Energy-hungry India tells Carney 'we are willing to buy whatever Canada is offering'
CBC
India wants to buy any energy product it can from Canada and its officials are urging the federal government to streamline approvals for various projects so it can tap into new supplies to feed a rapidly growing country with relatively few natural resources of its own.
That's the message India's high commissioner to Canada, Dinesh Patnaik, relayed in an interview with CBC News before Prime Minister Mark Carney left for a five-day visit to the country. It's a trip that will be laser-focused on cutting new business deals and getting negotiations for a free trade agreement underway as part of a push to diversify from the American market.
"On energy, there is an appetite which even Canada cannot fulfill and we are willing to buy whatever Canada is offering on crude, on LPG, on LNG," Patnaik said, referring to oil and gas products.
Patnaik said turbocharging the trading relationship will help the two countries turn the page on years of bilateral bad blood.
Relations between the two countries have been frosty since former prime minister Justin Trudeau accused unnamed Indian agents of involvement in the 2023 killing of a Canadian Sikh separatist.
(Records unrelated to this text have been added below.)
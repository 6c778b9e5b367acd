//! Herd Cache demo
//!
//! Drives a thundering-herd workload through a coordinator and prints the
//! resulting statistics as JSON.

use std::env;
use std::sync::atomic::{AtomicU64, Ordering};
use std::sync::Arc;
use std::time::{Duration, Instant};

use anyhow::Context;
use tokio::signal;
use tokio::task::JoinSet;
use tracing::{info, warn};
use tracing_subscriber::{layer::SubscriberExt, util::SubscriberInitExt};

use herd_cache::{spawn_cleanup_task, CacheError, Config, Coordinator};

/// Shape of the simulated workload.
#[derive(Debug, Clone)]
struct Workload {
    /// Concurrent callers per round
    callers: usize,
    /// Distinct keys the callers spread over
    keys: usize,
    /// Rounds to run; later rounds mostly hit
    rounds: usize,
    /// Simulated load latency
    load_latency: Duration,
}

impl Workload {
    /// # Environment Variables
    /// - `HERD_DEMO_CALLERS` (default: 100)
    /// - `HERD_DEMO_KEYS` (default: 10)
    /// - `HERD_DEMO_ROUNDS` (default: 3)
    /// - `HERD_DEMO_LOAD_MS` (default: 50)
    fn from_env() -> Self {
        fn var(name: &str, default: u64) -> u64 {
            env::var(name)
                .ok()
                .and_then(|v| v.parse().ok())
                .unwrap_or(default)
        }

        Self {
            callers: var("HERD_DEMO_CALLERS", 100) as usize,
            keys: var("HERD_DEMO_KEYS", 10).max(1) as usize,
            rounds: var("HERD_DEMO_ROUNDS", 3) as usize,
            load_latency: Duration::from_millis(var("HERD_DEMO_LOAD_MS", 50)),
        }
    }
}

/// Main entry point for the demo.
///
/// # Startup Sequence
/// 1. Initialize tracing subscriber for logging
/// 2. Load configuration from environment variables
/// 3. Create the coordinator
/// 4. Start background TTL cleanup task
/// 5. Run the workload until done or Ctrl+C
/// 6. Print statistics
#[tokio::main]
async fn main() -> anyhow::Result<()> {
    // Defaults to "info" level, can be overridden with RUST_LOG env var
    tracing_subscriber::registry()
        .with(
            tracing_subscriber::EnvFilter::try_from_default_env()
                .unwrap_or_else(|_| "herd_cache=info".into()),
        )
        .with(tracing_subscriber::fmt::layer())
        .init();

    info!("Starting Herd Cache demo");

    let config = Config::from_env();
    info!(
        "Configuration loaded: capacity={}, ttl={:?}, max_concurrent={:?}, rate_limit={:?}, policy={:?}",
        config.capacity,
        config.ttl,
        config.max_concurrent,
        config.rate_limit,
        config.rate_limit_policy
    );

    let coordinator: Coordinator<String, String> =
        Coordinator::new(config.clone()).context("invalid coordinator configuration")?;

    let cleanup_handle = config
        .cleanup_interval
        .map(|interval| spawn_cleanup_task(coordinator.clone(), interval));

    let workload = Workload::from_env();
    info!("Workload: {:?}", workload);

    tokio::select! {
        loads = run_workload(coordinator.clone(), workload) => {
            info!("Workload finished with {} underlying loads", loads);
        }
        _ = signal::ctrl_c() => {
            warn!("Received Ctrl+C, stopping workload early");
        }
    }

    if let Some(handle) = cleanup_handle {
        handle.abort();
    }

    let stats = serde_json::to_string_pretty(&coordinator.stats())?;
    println!("{}", stats);

    Ok(())
}

/// Runs every round and returns how many times the loader actually ran.
async fn run_workload(coordinator: Coordinator<String, String>, workload: Workload) -> u64 {
    let loads = Arc::new(AtomicU64::new(0));

    for round in 0..workload.rounds {
        let started = Instant::now();
        let mut callers = JoinSet::new();

        for caller in 0..workload.callers {
            let coordinator = coordinator.clone();
            let loads = loads.clone();
            let key = format!("item-{}", caller % workload.keys);
            let latency = workload.load_latency;

            callers.spawn(async move {
                coordinator
                    .get(key.clone(), move || async move {
                        loads.fetch_add(1, Ordering::Relaxed);
                        tokio::time::sleep(latency).await;
                        Ok::<_, anyhow::Error>(format!("payload for {}", key))
                    })
                    .await
            });
        }

        let mut failures = 0;
        while let Some(joined) = callers.join_next().await {
            match joined {
                Ok(Ok(_)) => {}
                Ok(Err(CacheError::RateLimited)) => failures += 1,
                Ok(Err(err)) => {
                    failures += 1;
                    warn!("Caller failed: {}", err);
                }
                Err(err) => {
                    failures += 1;
                    warn!("Caller task panicked: {}", err);
                }
            }
        }

        info!(
            "Round {} done in {:?} ({} failed calls)",
            round + 1,
            started.elapsed(),
            failures
        );
    }

    loads.load(Ordering::Relaxed)
}
//! Coalesce Module
//!
//! Request coalescing: concurrent callers for the same missing key share one load.

mod pending;

pub use pending::{
    wait_for, PendingChannel, PendingRequest, PendingSender, RegistrationId, RequestCoalescer,
};
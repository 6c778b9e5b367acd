//! Coordinator Module
//!
//! The public get-or-load entry point and its statistics.

mod handle;
mod stats;

pub use handle::{Coordinator, CoordinatorBuilder, Weigher};
pub use stats::CoordinatorStats;
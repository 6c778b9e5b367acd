//! Pending Request Registry
//!
//! Tracks at most one in-flight load per key and the channel its waiters share.

use std::collections::HashMap;
use std::fmt;
use std::hash::Hash;
use std::time::Instant;

use futures::channel::oneshot;
use futures::future::{FutureExt, Shared};

use crate::error::{CacheError, Result};

/// Receiving side of a load outcome, cloneable for every waiter.
pub type PendingChannel<V> = Shared<oneshot::Receiver<Result<V>>>;

/// Sending side of a load outcome, held by whoever runs the load.
pub type PendingSender<V> = oneshot::Sender<Result<V>>;

/// Identifies one load episode, so a late handle never touches a newer load
/// registered for the same key.
pub type RegistrationId = u64;

// == Pending Request ==
/// An in-flight load for one key.
pub struct PendingRequest<V> {
    id: RegistrationId,
    channel: PendingChannel<V>,
    waiters: usize,
    stale: bool,
    started_at: Instant,
}

impl<V> PendingRequest<V> {
    pub fn id(&self) -> RegistrationId {
        self.id
    }

    /// Callers still waiting on this load, including the one that started it.
    pub fn waiters(&self) -> usize {
        self.waiters
    }

    /// Whether the key was invalidated while the load was running.
    ///
    /// A stale result still goes to the waiters but is not cached.
    pub fn is_stale(&self) -> bool {
        self.stale
    }

    pub fn started_at(&self) -> Instant {
        self.started_at
    }
}

// == Request Coalescer ==
/// Registry of in-flight loads.
///
/// The registry itself is not synchronized. Callers check and register under
/// the same lock so that two callers can never both become the loader for a
/// key.
pub struct RequestCoalescer<K, V> {
    pending: HashMap<K, PendingRequest<V>>,
    next_id: RegistrationId,
}

impl<K, V> Default for RequestCoalescer<K, V> {
    fn default() -> Self {
        Self {
            pending: HashMap::new(),
            next_id: 0,
        }
    }
}

impl<K, V> fmt::Debug for RequestCoalescer<K, V> {
    fn fmt(&self, f: &mut fmt::Formatter<'_>) -> fmt::Result {
        f.debug_struct("RequestCoalescer")
            .field("pending", &self.pending.len())
            .finish()
    }
}

impl<K: Hash + Eq, V: Clone> RequestCoalescer<K, V> {
    pub fn new() -> Self {
        Self::default()
    }

    // == Join ==
    /// Joins the in-flight load for `key`, if there is one.
    pub fn join(&mut self, key: &K) -> Option<(RegistrationId, PendingChannel<V>)> {
        let request = self.pending.get_mut(key)?;
        request.waiters += 1;
        Some((request.id, request.channel.clone()))
    }

    // == Leave ==
    /// Detaches a waiter that stopped waiting before the load settled.
    ///
    /// Does nothing if `id` no longer names the load in flight for `key`.
    pub fn leave(&mut self, key: &K, id: RegistrationId) -> bool {
        match self.pending.get_mut(key) {
            Some(request) if request.id == id && request.waiters > 0 => {
                request.waiters -= 1;
                true
            }
            _ => false,
        }
    }

    // == Register ==
    /// Registers a new in-flight load for `key`.
    ///
    /// Must only be called after [`RequestCoalescer::join`] returned `None`
    /// under the same lock.
    pub fn register(
        &mut self,
        key: K,
        now: Instant,
    ) -> (RegistrationId, PendingSender<V>, PendingChannel<V>) {
        let id = self.next_id;
        self.next_id += 1;

        let (sender, receiver) = oneshot::channel();
        let channel = receiver.shared();
        let previous = self.pending.insert(
            key,
            PendingRequest {
                id,
                channel: channel.clone(),
                waiters: 1,
                stale: false,
                started_at: now,
            },
        );
        debug_assert!(previous.is_none(), "second load registered for one key");
        (id, sender, channel)
    }

    // == Complete ==
    /// Removes the in-flight load for `key` if it is still registration `id`.
    pub fn complete(&mut self, key: &K, id: RegistrationId) -> Option<PendingRequest<V>> {
        match self.pending.get(key) {
            Some(request) if request.id == id => self.pending.remove(key),
            _ => None,
        }
    }

    /// Marks the load for `key` stale. Returns whether one was in flight.
    pub fn mark_stale(&mut self, key: &K) -> bool {
        match self.pending.get_mut(key) {
            Some(request) => {
                request.stale = true;
                true
            }
            None => false,
        }
    }

    /// Marks every in-flight load stale. Returns how many there were.
    pub fn mark_all_stale(&mut self) -> usize {
        for request in self.pending.values_mut() {
            request.stale = true;
        }
        self.pending.len()
    }

    pub fn contains(&self, key: &K) -> bool {
        self.pending.contains_key(key)
    }

    pub fn waiters(&self, key: &K) -> Option<usize> {
        self.pending.get(key).map(PendingRequest::waiters)
    }

    pub fn len(&self) -> usize {
        self.pending.len()
    }

    pub fn is_empty(&self) -> bool {
        self.pending.is_empty()
    }
}

// == Wait For Outcome ==
/// Waits until the load behind `channel` settles.
///
/// If the loading side went away without sending, the waiter gets a
/// [`CacheError::LoaderFailed`].
pub async fn wait_for<V: Clone>(channel: PendingChannel<V>) -> Result<V> {
    channel.await.unwrap_or_else(|_cancelled| {
        Err(CacheError::loader(anyhow::anyhow!(
            "load ended without producing a result"
        )))
    })
}
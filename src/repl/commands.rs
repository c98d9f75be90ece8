//! Command table
//!
//! Names, help text and the catch roll rule.

/// Every command the REPL understands.
#[derive(Debug, Clone, Copy, PartialEq, Eq)]
pub enum Command {
    Help,
    Exit,
    Map,
    MapBack,
    Explore,
    Catch,
    Inspect,
    Pokedex,
}

impl Command {
    /// All commands, in help order.
    pub const ALL: [Command; 8] = [
        Command::Help,
        Command::Exit,
        Command::Map,
        Command::MapBack,
        Command::Explore,
        Command::Catch,
        Command::Inspect,
        Command::Pokedex,
    ];

    /// Looks up a command by the word typed at the prompt.
    pub fn parse(word: &str) -> Option<Self> {
        Self::ALL.into_iter().find(|command| command.name() == word)
    }

    pub fn name(self) -> &'static str {
        match self {
            Command::Help => "help",
            Command::Exit => "exit",
            Command::Map => "map",
            Command::MapBack => "mapb",
            Command::Explore => "explore",
            Command::Catch => "catch",
            Command::Inspect => "inspect",
            Command::Pokedex => "pokedex",
        }
    }

    pub fn description(self) -> &'static str {
        match self {
            Command::Help => "Displays a help message",
            Command::Exit => "Exit the Pokedex",
            Command::Map => "Displays the next 20 location areas in the Pokemon world",
            Command::MapBack => "Displays the previous 20 location areas in the Pokemon world",
            Command::Explore => "Lists Pokemon found at a location",
            Command::Catch => "Catch a Pokemon",
            Command::Inspect => "Inspect a Pokemon",
            Command::Pokedex => "Lists Pokemon you have caught",
        }
    }
}

// == Catch Rule ==
/// Percent chance of a catch; goes negative for very experienced Pokemon.
pub fn catch_chance(base_experience: u32) -> i64 {
    100 - i64::from(base_experience) / 2
}

/// Whether a roll in `0..100` catches a Pokemon with `base_experience`.
pub fn is_caught(base_experience: u32, roll: u32) -> bool {
    i64::from(roll) <= catch_chance(base_experience)
}

#[cfg(test)]
mod tests {
    use super::*;

    #[test]
    fn test_parse_known_commands() {
        for command in Command::ALL {
            assert_eq!(Command::parse(command.name()), Some(command));
        }
        assert_eq!(Command::parse("mapb"), Some(Command::MapBack));
    }

    #[test]
    fn test_parse_unknown_command() {
        assert_eq!(Command::parse("fly"), None);
        assert_eq!(Command::parse(""), None);
    }

    #[test]
    fn test_catch_chance() {
        assert_eq!(catch_chance(0), 100);
        assert_eq!(catch_chance(112), 44);
        assert_eq!(catch_chance(340), -70);
    }

    #[test]
    fn test_is_caught_bounds() {
        // Zero experience: every roll in 0..100 succeeds.
        assert!((0..100).all(|roll| is_caught(0, roll)));
        // Chance below zero: nothing succeeds.
        assert!((0..100).all(|roll| !is_caught(250, roll)));
        assert!(is_caught(112, 44));
        assert!(!is_caught(112, 45));
    }
}
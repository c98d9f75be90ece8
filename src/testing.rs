//! In-memory fetcher used by unit tests.

use std::collections::HashMap;
use std::sync::atomic::{AtomicUsize, Ordering};
use std::sync::Mutex;

use bytes::Bytes;

use crate::api::Fetch;
use crate::error::{PokedexError, Result};

/// Serves canned bodies by URL; unknown URLs answer 404.
#[derive(Debug, Default)]
pub(crate) struct StubFetcher {
    routes: HashMap<String, std::result::Result<Bytes, u16>>,
    calls: AtomicUsize,
    requested: Mutex<Vec<String>>,
}

impl StubFetcher {
    pub(crate) fn new() -> Self {
        Self::default()
    }

    pub(crate) fn with_body(mut self, url: &str, body: &str) -> Self {
        self.routes
            .insert(url.to_string(), Ok(Bytes::copy_from_slice(body.as_bytes())));
        self
    }

    pub(crate) fn with_status(mut self, url: &str, status: u16) -> Self {
        self.routes.insert(url.to_string(), Err(status));
        self
    }

    pub(crate) fn calls(&self) -> usize {
        self.calls.load(Ordering::SeqCst)
    }

    pub(crate) fn requested(&self) -> Vec<String> {
        self.requested.lock().unwrap().clone()
    }
}

impl Fetch for StubFetcher {
    async fn fetch(&self, url: &str) -> Result<Bytes> {
        self.calls.fetch_add(1, Ordering::SeqCst);
        self.requested.lock().unwrap().push(url.to_string());

        match self.routes.get(url) {
            Some(Ok(body)) => Ok(body.clone()),
            Some(Err(status)) => Err(PokedexError::Status {
                url: url.to_string(),
                status: *status,
            }),
            None => Err(PokedexError::Status {
                url: url.to_string(),
                status: 404,
            }),
        }
    }
}
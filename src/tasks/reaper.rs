//! Cache Reaper Task
//!
//! Background task that sweeps expired entries out of a cache store.

use std::sync::Arc;

use tokio::runtime::Handle;
use tokio::task::JoinHandle;
use tokio::time::{interval_at, Instant, MissedTickBehavior};
use tracing::{debug, info};

use crate::cache::Shared;

/// Spawns the reaper bound to one cache store.
///
/// The task sleeps for one TTL, sweeps, and repeats; the sweep period is
/// the TTL itself. It exits when the store's shutdown signal fires, which
/// happens on `TtlCache::close` or when the store is dropped.
///
/// # Arguments
/// * `runtime` - Runtime the task is spawned on
/// * `shared` - The store's shared state
/// * `first_sweep` - Deadline of the first sweep, one TTL after construction
///
/// # Returns
/// A JoinHandle for the spawned task, awaited by `TtlCache::close`.
pub(crate) fn spawn_reaper_task(
    runtime: &Handle,
    shared: Arc<Shared>,
    first_sweep: Instant,
) -> JoinHandle<()> {
    runtime.spawn(reap_loop(shared, first_sweep))
}

async fn reap_loop(shared: Arc<Shared>, first_sweep: Instant) {
    let period = shared.ttl;
    let mut ticker = interval_at(first_sweep, period);
    ticker.set_missed_tick_behavior(MissedTickBehavior::Delay);

    info!("Starting cache reaper with interval of {:?}", period);

    loop {
        tokio::select! {
            _ = shared.shutdown.notified() => {
                debug!("Cache reaper received shutdown signal");
                break;
            }
            _ = ticker.tick() => {
                let removed = shared.sweep();
                if removed > 0 {
                    debug!("Cache sweep: removed {} expired entries", removed);
                } else {
                    debug!("Cache sweep: no expired entries found");
                }
            }
        }
    }
}
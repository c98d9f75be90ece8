//! REPL Module
//!
//! Line-oriented command loop state: input tokenizing, the command table,
//! the caught-Pokemon table and the session that dispatches commands.

mod commands;
mod input;
mod pokedex;
mod session;

pub use commands::{catch_chance, is_caught, Command};
pub use input::clean_input;
pub use pokedex::Pokedex;
pub use session::{Outcome, Session};

/// Prompt printed before each line of input
pub const PROMPT: &str = "Pokedex > ";
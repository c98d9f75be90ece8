//! Pokemon model for `GET /pokemon/{name}`

use serde::Deserialize;

use super::NamedResource;

#[derive(Debug, Clone, Deserialize)]
pub struct Pokemon {
    pub name: String,
    pub height: u32,
    pub weight: u32,
    /// Drives the catch chance; some forms report null
    #[serde(default)]
    pub base_experience: Option<u32>,
    #[serde(default)]
    pub stats: Vec<PokemonStat>,
    #[serde(default)]
    pub types: Vec<PokemonType>,
}

#[derive(Debug, Clone, Deserialize)]
pub struct PokemonStat {
    pub base_stat: u32,
    pub stat: NamedResource,
}

#[derive(Debug, Clone, Deserialize)]
pub struct PokemonType {
    #[serde(rename = "type")]
    pub kind: NamedResource,
}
India denies any involvement.
But things have improved markedly since Carney invited Indian Prime Minister Narendra Modi to the G7 in Alberta last year.
It was there that the two leaders agreed to pursue a comprehensive economic agreement that is expected to move a few steps closer to reality in the coming days as the two leaders come face-to-face again in Delhi.
"It's going to all come together so energy can redefine our relationship completely. Up until now, what we have been doing is just a drop in the bucket," Patnaik said.
That message was echoed by Saskatchewan Premier Scott Moe, who has long been an advocate for closer trade ties with the Indo-Pacific economic powerhouse given just how much energy and agricultural products his province has that India wants to buy.
"Politics aside, at the end of the day, we've had some challenges in those relationships over the course of the better part of the last decade under the previous prime minister," said Moe.
"We have a prime minister now that is focused on advancing those trade relations."
To that end, Patnaik said India is interested in getting its hands on a lot more Canadian uranium in particular to power its growing nuclear sector.
India operates 25 reactors with eight more under construction. The government there is targeting a tenfold increase in nuclear capacity from roughly 8.7 gigawatts now to 100 gigawatts by 2047 — and Canada, as the world's second-largest uranium producer with huge proven high-grade deposits in Saskatchewan, could help achieve that ambition, Patnaik said.
"We are willing to take whatever," the high commissioner said, adding Indian companies are open to ownership stakes in Canadian uranium mines and buying more of this country's world-leading nuclear technology.